Supplied material section start
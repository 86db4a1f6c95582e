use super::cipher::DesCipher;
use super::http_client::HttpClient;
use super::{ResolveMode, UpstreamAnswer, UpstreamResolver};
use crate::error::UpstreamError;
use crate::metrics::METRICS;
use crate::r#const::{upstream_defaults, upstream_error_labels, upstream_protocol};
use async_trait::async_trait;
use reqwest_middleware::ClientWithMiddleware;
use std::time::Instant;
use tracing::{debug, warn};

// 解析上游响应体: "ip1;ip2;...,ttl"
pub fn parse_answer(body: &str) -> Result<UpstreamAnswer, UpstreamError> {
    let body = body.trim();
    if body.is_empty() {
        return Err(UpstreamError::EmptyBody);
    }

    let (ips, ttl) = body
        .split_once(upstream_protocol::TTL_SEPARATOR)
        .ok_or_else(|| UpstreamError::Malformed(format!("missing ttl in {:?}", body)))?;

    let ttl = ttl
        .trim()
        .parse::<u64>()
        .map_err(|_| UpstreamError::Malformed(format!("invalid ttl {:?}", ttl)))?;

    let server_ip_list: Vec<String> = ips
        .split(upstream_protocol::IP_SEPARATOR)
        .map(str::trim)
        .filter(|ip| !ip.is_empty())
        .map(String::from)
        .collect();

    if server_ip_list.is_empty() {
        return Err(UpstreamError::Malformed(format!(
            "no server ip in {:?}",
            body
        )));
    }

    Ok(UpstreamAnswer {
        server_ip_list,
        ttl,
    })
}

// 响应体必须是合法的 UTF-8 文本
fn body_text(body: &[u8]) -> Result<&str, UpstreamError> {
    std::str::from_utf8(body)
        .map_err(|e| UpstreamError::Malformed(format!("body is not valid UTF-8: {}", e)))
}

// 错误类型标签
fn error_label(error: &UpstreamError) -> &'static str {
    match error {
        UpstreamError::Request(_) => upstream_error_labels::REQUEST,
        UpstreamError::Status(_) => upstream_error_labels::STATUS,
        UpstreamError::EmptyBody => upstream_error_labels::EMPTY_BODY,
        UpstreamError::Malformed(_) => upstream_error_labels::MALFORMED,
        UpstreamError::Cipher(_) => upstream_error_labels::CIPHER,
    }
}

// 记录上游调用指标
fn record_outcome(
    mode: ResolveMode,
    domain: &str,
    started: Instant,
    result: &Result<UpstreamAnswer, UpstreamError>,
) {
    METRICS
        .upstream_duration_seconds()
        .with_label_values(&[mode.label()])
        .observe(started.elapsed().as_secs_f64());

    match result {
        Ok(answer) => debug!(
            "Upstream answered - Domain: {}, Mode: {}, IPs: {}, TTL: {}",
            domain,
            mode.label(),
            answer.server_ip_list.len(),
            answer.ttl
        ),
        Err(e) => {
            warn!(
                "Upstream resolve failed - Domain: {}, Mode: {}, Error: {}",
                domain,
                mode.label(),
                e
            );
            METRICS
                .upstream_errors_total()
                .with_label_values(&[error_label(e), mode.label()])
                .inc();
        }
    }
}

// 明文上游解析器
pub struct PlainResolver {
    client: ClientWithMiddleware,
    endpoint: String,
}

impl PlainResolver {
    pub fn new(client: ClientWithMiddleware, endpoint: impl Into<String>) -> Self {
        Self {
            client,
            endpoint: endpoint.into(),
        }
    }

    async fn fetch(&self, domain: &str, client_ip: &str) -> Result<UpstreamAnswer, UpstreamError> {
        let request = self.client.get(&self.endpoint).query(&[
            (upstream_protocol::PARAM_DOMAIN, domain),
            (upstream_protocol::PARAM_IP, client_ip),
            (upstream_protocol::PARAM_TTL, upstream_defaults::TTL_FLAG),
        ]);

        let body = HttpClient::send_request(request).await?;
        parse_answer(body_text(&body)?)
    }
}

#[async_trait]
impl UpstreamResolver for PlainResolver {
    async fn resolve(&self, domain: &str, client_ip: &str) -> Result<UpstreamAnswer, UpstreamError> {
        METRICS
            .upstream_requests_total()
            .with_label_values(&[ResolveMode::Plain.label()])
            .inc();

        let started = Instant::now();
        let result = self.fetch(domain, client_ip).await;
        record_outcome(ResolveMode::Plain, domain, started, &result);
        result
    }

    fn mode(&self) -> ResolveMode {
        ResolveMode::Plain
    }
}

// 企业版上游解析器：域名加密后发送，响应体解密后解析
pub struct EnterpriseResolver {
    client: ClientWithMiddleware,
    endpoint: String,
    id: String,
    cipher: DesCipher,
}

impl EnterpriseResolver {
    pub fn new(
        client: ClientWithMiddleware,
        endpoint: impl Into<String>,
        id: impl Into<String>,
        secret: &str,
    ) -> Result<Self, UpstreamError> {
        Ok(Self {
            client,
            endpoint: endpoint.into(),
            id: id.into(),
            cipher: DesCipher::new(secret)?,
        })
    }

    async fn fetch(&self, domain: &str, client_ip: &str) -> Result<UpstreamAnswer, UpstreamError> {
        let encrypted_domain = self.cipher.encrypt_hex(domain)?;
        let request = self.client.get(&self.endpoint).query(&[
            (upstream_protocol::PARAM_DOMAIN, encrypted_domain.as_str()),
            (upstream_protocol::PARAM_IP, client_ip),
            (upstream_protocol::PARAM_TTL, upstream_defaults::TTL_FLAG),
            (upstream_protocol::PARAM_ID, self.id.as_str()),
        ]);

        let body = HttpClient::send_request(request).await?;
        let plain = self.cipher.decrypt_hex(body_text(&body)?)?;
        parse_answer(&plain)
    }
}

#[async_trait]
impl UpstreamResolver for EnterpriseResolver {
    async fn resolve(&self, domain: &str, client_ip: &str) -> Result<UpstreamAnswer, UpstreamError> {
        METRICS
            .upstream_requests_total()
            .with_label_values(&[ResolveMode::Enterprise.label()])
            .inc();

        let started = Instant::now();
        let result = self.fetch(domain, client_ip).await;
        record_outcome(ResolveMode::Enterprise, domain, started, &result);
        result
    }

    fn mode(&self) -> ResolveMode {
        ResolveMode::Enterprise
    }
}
Supplied material section end
Supplied material section start
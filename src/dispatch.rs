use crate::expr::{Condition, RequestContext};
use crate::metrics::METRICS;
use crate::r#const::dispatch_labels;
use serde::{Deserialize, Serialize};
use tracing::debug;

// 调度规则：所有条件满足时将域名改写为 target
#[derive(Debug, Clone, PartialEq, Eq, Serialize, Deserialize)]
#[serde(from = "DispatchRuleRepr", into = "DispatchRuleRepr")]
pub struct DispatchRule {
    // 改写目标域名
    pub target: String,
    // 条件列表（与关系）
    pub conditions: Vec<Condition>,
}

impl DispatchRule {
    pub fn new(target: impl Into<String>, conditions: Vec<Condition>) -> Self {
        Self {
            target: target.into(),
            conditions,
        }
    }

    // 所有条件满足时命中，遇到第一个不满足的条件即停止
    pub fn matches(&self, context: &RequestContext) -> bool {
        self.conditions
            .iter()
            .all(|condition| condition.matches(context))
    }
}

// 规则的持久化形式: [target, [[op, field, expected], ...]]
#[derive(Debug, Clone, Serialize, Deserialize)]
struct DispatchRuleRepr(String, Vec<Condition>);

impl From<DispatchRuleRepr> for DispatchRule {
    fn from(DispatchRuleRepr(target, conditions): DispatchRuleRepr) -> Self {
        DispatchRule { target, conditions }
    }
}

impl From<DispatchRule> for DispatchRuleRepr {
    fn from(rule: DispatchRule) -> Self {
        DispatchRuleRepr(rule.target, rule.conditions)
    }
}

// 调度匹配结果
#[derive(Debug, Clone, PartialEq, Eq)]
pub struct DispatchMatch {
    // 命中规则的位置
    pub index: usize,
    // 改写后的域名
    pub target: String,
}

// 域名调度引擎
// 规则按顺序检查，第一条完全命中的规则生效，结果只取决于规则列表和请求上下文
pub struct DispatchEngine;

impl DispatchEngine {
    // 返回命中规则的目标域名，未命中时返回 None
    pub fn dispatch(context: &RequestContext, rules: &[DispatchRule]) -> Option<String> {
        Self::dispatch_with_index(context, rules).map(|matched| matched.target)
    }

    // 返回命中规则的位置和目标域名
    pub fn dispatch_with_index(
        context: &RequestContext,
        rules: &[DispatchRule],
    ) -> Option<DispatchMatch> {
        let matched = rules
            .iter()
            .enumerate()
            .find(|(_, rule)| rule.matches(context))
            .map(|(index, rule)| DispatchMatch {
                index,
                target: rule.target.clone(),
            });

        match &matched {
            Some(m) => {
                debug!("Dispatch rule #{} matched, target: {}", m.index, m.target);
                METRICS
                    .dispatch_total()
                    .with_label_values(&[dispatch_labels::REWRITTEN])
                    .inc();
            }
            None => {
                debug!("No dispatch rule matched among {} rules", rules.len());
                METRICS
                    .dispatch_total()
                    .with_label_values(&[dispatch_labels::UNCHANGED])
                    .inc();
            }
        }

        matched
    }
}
Supplied material section end
Supplied material section start
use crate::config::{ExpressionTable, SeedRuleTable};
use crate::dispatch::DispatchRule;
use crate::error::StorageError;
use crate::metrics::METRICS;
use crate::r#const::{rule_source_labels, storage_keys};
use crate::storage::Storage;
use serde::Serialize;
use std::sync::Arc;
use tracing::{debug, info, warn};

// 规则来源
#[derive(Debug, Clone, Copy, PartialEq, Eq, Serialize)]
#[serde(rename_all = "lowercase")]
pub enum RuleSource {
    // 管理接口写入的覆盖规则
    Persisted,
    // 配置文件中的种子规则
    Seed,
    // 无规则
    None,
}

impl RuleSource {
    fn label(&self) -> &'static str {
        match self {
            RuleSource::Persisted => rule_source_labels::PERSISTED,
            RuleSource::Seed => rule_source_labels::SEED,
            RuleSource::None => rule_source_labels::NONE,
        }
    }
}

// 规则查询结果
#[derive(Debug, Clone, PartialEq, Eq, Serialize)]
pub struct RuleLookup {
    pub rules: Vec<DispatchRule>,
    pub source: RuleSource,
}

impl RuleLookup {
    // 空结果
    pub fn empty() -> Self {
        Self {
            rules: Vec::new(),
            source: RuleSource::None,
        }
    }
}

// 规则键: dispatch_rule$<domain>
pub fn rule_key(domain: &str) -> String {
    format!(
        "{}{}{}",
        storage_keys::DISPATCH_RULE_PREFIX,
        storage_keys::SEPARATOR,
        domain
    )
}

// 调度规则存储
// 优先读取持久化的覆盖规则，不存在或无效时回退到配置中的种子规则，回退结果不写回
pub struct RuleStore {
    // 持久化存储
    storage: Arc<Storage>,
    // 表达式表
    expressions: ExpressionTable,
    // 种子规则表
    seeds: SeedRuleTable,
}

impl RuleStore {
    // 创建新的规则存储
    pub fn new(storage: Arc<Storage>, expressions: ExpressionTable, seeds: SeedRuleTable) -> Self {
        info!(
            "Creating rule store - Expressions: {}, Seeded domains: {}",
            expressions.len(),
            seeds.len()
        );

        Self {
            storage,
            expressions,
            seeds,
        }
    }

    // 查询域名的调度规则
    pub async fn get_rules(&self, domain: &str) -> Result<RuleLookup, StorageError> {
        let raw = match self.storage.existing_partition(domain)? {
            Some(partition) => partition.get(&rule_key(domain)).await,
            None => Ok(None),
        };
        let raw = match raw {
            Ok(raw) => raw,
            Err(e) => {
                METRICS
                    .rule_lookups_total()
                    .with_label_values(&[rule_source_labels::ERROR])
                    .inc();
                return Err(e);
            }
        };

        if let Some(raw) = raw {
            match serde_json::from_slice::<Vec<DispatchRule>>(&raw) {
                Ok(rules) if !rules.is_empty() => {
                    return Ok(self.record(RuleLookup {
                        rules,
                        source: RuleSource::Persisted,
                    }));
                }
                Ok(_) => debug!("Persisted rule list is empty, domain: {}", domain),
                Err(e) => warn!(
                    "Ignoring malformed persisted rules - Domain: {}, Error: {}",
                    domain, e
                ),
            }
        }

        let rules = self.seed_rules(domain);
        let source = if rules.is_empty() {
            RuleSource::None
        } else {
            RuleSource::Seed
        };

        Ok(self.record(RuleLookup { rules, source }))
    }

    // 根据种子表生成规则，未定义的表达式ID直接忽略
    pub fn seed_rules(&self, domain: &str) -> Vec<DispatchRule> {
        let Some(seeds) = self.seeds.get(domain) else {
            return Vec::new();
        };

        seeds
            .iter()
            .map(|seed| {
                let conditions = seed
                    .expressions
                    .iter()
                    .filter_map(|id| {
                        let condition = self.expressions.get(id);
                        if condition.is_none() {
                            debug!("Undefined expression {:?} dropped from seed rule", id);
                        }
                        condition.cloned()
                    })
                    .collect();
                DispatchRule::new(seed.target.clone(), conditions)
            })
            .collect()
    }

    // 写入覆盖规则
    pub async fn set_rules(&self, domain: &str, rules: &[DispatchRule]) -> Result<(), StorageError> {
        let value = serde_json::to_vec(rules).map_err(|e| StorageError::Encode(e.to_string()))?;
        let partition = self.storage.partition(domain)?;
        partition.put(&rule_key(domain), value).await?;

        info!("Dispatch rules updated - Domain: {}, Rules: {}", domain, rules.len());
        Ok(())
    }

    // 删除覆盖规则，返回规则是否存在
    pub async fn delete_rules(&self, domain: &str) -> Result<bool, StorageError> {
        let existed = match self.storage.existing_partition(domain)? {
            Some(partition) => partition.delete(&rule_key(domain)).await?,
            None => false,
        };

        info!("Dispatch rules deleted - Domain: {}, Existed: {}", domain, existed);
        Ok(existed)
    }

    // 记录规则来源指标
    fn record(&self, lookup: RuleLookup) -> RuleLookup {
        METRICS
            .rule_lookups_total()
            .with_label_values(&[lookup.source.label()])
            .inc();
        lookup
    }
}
Supplied material section end
*Exercise*: Every line containing the word "info" must be copied from the material above.

*Task answer*:
use tracing::{debug, info, warn};
        info!(
        info!("Dispatch rules updated - Domain: {}, Rules: {}", domain, rules.len());
        info!("Dispatch rules deleted - Domain: {}, Existed: {}", domain, existed);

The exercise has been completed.